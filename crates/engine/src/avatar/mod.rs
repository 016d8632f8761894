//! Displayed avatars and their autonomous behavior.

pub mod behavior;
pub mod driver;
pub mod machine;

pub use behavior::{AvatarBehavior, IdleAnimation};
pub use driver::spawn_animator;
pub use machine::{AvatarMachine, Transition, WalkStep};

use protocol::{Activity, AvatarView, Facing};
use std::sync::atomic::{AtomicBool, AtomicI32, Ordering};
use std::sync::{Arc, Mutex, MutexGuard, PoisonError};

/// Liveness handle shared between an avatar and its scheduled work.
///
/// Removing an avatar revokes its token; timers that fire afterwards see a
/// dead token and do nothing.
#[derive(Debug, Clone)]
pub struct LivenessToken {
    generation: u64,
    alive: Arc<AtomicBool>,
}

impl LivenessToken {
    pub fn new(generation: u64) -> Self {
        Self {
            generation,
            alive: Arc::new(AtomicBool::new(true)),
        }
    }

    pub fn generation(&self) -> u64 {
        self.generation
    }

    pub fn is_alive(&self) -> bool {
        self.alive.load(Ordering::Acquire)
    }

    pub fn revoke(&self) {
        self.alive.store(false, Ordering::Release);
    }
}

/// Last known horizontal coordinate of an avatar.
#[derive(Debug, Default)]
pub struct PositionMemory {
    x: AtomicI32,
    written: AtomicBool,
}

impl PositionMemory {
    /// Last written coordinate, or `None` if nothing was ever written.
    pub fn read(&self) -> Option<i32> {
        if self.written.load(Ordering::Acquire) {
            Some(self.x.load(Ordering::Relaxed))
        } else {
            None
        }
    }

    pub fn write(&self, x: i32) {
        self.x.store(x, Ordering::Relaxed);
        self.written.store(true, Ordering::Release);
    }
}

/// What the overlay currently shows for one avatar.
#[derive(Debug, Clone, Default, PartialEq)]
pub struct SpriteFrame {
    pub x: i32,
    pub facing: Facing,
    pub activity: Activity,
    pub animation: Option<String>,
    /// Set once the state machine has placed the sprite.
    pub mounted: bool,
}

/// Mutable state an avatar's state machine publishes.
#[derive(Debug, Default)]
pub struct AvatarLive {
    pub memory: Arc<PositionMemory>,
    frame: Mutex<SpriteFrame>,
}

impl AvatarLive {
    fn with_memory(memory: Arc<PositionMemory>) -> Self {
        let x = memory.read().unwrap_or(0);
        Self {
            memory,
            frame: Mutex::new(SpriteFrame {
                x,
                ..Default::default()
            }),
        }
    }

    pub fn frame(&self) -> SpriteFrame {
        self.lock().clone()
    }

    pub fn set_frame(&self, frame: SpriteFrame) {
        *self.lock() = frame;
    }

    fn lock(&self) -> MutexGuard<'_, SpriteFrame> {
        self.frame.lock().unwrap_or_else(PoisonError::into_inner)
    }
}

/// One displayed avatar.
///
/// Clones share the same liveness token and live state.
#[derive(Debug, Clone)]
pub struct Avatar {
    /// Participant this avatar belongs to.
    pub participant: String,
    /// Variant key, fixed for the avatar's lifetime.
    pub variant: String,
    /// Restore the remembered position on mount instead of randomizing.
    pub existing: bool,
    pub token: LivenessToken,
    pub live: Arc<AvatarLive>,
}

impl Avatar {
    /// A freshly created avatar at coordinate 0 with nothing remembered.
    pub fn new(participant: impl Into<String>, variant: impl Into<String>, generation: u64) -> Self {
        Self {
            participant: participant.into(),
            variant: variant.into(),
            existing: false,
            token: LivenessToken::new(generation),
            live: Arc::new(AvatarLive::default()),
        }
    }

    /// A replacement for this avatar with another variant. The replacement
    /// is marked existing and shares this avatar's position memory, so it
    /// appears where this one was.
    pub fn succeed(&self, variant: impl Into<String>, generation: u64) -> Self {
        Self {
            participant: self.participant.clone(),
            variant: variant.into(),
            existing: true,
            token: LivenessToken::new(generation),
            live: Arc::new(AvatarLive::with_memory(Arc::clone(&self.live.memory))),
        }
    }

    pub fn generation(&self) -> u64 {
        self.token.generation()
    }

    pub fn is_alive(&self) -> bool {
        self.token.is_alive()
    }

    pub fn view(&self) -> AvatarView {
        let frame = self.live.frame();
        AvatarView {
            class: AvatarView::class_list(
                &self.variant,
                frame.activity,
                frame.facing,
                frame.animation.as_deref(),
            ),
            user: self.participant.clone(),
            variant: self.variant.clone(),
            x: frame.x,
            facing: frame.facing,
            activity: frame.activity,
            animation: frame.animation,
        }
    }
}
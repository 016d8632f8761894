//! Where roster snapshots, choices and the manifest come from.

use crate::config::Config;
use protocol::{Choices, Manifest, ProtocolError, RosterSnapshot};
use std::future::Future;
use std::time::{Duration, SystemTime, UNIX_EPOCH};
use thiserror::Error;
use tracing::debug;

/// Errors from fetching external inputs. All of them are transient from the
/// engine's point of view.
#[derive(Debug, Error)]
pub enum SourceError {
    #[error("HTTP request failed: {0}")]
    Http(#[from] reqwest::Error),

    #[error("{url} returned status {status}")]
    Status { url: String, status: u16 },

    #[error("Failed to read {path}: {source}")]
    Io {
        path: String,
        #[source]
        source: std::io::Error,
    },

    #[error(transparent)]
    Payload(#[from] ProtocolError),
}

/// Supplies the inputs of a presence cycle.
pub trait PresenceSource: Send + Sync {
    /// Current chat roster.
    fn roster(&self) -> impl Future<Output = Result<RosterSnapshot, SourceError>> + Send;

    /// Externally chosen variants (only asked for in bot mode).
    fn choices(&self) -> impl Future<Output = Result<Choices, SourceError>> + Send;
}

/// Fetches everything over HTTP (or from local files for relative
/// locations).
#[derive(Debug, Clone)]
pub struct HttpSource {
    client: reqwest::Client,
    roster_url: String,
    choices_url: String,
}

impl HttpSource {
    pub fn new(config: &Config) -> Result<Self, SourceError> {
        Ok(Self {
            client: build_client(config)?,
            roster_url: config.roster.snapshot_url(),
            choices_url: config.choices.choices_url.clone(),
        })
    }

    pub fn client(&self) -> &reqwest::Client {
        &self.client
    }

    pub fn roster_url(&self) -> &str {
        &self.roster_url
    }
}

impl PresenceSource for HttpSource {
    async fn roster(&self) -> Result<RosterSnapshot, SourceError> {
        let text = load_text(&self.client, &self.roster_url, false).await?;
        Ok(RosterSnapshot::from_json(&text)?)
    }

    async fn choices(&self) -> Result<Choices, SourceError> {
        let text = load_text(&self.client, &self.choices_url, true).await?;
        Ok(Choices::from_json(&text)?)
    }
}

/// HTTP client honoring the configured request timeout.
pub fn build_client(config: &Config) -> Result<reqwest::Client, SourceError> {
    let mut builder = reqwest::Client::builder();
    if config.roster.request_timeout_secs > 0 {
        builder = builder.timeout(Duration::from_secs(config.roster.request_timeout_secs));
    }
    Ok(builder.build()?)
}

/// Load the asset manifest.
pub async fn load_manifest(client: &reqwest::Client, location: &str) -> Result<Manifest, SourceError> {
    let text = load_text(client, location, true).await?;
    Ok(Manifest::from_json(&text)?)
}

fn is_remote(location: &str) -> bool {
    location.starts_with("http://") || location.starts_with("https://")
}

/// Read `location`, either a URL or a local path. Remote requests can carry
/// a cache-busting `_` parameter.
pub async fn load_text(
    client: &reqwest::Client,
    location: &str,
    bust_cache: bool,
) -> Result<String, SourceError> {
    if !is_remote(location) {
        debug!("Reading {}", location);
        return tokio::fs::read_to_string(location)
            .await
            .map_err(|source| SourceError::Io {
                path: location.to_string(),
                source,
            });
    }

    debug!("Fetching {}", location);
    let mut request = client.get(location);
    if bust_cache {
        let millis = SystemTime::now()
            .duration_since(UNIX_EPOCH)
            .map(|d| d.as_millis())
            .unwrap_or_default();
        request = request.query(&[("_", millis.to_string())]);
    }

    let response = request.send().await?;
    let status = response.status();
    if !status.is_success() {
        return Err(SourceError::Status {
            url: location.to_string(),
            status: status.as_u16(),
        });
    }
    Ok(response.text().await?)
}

- Work to complete -
Give only the number of lines in the preceding data that include the word "async".

- Exercise output -
4